TASK BRIEF
Output only the lines below from the one containing "HTTP listen address" to the one containing "limit rules file", exactly as written, both ends kept.

┄┄┄┄┄┄┄┄┄┄┄┄┄┄┄┄┄┄┄┄

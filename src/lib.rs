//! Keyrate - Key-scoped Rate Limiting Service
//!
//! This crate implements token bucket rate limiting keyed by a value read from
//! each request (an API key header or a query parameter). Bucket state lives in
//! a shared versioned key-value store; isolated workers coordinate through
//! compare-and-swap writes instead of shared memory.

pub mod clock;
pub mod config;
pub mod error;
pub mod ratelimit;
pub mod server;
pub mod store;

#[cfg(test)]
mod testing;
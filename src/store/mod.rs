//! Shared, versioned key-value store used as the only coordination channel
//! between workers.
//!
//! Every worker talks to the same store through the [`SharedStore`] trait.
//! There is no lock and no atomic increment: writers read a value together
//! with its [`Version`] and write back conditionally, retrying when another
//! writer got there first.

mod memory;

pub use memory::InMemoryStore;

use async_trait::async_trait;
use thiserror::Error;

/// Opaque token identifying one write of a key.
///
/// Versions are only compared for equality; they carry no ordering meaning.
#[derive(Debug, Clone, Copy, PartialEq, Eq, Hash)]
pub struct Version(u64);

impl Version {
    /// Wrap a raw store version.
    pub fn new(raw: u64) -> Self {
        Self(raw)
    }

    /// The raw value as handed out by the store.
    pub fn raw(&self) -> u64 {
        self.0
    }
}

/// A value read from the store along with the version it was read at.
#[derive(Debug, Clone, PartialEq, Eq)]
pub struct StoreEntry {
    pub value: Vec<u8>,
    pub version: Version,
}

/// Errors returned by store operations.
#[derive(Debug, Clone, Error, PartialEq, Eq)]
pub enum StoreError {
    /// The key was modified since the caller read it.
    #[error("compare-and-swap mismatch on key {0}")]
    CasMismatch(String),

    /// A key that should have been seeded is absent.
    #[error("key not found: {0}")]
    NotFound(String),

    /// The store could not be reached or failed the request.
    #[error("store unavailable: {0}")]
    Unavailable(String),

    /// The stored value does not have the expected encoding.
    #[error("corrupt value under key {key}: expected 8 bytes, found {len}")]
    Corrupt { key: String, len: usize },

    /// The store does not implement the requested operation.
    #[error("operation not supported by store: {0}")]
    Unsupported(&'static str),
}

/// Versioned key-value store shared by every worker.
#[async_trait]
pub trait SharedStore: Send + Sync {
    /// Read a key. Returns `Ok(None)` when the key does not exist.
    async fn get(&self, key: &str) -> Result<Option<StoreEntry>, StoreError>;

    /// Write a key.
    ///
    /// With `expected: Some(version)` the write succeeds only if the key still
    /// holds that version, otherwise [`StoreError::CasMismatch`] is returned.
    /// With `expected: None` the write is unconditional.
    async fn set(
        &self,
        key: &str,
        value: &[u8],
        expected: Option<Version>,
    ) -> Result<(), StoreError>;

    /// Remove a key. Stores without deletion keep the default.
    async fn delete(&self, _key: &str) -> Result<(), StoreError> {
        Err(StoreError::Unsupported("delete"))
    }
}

┄┄┄┄┄┄┄┄┄┄┄┄┄┄┄┄┄┄┄┄

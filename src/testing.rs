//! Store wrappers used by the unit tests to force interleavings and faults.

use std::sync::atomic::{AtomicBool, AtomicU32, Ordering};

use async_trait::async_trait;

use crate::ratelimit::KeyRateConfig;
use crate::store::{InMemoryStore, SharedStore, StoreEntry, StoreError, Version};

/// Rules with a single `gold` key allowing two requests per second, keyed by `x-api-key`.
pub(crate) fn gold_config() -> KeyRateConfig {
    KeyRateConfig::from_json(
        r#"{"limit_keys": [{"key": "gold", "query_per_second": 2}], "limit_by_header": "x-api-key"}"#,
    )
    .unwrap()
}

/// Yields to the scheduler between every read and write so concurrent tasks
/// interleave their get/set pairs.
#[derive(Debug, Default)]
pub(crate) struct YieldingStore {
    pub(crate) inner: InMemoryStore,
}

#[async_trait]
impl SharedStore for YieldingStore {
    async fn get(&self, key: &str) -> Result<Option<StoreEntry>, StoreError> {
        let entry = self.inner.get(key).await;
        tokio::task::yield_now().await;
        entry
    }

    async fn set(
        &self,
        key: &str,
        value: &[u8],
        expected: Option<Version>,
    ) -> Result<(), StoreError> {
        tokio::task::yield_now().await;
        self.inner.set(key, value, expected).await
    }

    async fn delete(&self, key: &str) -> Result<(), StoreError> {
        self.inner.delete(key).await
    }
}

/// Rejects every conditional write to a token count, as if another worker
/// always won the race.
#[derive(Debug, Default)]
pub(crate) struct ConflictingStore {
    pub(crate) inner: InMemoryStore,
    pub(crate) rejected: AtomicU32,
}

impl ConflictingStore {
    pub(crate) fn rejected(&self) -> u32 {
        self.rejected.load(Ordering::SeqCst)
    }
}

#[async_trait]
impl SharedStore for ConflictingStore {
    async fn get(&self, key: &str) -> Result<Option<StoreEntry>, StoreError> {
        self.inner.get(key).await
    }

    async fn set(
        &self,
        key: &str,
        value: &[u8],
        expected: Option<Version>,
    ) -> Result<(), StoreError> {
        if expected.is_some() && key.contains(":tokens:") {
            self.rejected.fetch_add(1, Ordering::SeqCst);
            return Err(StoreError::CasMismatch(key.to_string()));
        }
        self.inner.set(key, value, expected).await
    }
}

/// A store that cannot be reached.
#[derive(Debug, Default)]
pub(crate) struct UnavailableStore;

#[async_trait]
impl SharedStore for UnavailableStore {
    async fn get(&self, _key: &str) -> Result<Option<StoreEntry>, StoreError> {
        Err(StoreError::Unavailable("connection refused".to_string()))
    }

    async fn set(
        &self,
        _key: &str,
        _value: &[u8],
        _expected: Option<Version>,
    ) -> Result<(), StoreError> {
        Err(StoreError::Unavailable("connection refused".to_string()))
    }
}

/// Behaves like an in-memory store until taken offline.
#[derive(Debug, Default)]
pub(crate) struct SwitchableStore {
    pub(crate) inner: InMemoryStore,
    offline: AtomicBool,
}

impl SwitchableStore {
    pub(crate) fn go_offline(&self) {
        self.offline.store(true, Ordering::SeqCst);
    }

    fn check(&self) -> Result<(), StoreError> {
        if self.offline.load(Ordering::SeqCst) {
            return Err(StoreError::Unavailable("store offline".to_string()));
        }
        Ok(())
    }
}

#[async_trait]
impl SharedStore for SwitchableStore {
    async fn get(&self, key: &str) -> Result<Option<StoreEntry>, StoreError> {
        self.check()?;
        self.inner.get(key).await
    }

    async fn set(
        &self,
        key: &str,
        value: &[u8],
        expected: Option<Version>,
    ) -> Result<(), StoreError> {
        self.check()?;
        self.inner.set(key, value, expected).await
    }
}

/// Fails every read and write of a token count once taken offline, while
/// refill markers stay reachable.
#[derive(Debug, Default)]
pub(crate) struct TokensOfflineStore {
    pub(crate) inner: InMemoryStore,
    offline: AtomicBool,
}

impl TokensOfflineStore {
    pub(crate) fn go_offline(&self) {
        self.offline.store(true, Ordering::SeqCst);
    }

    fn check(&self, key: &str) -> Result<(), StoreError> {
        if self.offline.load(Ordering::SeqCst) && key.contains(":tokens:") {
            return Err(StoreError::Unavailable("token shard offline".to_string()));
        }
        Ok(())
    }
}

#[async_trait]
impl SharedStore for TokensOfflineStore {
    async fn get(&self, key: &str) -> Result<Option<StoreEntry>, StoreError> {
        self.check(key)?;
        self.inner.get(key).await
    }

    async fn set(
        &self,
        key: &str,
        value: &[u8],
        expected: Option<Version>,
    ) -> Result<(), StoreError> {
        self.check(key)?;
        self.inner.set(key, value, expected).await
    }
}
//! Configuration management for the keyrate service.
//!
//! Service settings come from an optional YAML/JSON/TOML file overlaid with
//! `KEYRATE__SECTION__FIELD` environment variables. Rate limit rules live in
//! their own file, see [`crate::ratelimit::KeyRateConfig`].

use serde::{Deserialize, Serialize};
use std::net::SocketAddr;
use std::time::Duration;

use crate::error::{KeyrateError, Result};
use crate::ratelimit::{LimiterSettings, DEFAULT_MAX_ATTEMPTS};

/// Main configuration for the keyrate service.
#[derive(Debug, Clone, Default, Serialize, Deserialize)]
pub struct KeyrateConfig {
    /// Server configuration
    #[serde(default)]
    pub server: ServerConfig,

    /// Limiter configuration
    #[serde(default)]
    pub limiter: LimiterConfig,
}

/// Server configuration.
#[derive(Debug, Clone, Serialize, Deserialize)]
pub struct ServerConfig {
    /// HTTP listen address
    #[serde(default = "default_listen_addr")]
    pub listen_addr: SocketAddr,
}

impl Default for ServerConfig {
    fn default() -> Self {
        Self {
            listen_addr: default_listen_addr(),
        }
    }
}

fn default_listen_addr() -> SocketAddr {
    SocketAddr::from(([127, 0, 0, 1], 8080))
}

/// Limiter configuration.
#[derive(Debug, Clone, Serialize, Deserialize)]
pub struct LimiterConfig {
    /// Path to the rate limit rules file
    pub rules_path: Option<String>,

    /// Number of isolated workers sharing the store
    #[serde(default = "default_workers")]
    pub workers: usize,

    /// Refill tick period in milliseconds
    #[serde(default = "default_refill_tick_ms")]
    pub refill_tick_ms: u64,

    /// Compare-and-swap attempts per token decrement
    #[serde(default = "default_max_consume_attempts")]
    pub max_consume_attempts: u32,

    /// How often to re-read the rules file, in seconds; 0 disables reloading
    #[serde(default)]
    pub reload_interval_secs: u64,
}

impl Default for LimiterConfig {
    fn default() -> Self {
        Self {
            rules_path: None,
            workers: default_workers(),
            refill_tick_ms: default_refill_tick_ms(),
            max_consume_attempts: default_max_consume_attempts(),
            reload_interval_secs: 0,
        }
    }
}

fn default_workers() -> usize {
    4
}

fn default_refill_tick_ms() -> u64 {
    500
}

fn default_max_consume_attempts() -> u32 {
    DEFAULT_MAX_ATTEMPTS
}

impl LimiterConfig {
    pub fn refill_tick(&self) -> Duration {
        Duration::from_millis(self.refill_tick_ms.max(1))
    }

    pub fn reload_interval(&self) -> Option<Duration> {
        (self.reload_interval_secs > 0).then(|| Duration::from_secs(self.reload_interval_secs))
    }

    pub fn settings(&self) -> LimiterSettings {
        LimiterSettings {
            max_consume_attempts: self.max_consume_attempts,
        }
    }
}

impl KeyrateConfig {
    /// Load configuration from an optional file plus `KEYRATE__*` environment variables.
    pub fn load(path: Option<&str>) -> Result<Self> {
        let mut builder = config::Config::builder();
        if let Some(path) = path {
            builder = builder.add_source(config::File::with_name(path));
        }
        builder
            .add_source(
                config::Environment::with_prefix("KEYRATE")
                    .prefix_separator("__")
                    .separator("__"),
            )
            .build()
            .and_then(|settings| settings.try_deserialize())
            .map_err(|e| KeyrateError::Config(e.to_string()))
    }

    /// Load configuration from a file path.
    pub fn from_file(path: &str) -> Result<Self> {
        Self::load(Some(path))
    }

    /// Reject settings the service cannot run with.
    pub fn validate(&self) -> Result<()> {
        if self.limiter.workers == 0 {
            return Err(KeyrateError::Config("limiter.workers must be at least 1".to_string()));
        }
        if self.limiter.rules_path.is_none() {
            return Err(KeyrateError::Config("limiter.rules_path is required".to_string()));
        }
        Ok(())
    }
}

┄┄┄┄┄┄┄┄┄┄┄┄┄┄┄┄┄┄┄┄

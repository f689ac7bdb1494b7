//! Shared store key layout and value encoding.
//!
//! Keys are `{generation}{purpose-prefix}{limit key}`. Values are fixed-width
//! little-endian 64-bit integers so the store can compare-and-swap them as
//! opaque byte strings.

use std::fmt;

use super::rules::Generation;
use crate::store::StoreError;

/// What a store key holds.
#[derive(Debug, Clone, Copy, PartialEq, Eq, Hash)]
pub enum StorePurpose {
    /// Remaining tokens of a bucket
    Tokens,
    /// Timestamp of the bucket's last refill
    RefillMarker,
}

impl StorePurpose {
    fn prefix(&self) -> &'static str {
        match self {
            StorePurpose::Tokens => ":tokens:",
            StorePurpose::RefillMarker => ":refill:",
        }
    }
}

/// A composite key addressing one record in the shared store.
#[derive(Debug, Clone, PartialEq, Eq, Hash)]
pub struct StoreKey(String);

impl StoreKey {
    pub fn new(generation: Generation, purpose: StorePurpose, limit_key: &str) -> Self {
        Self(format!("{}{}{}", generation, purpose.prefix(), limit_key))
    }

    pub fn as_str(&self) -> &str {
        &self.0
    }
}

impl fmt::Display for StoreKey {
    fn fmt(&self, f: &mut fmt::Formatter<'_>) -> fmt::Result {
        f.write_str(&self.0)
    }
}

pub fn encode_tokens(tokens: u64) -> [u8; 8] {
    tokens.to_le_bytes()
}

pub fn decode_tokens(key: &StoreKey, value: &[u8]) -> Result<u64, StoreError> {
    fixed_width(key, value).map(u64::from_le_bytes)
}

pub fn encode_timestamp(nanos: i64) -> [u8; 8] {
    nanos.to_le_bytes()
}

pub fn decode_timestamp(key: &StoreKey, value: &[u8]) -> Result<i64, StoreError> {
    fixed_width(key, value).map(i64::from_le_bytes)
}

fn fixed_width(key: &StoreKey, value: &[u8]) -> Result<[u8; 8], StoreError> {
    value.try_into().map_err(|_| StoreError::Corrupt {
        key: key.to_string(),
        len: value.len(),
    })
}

┄┄┄┄┄┄┄┄┄┄┄┄┄┄┄┄┄┄┄┄

TASK RESPONSE
    /// HTTP listen address
    #[serde(default = "default_listen_addr")]
    pub listen_addr: SocketAddr,
}

impl Default for ServerConfig {
    fn default() -> Self {
        Self {
            listen_addr: default_listen_addr(),
        }
    }
}

fn default_listen_addr() -> SocketAddr {
    SocketAddr::from(([127, 0, 0, 1], 8080))
}

/// Limiter configuration.
#[derive(Debug, Clone, Serialize, Deserialize)]
pub struct LimiterConfig {
    /// Path to the rate limit rules file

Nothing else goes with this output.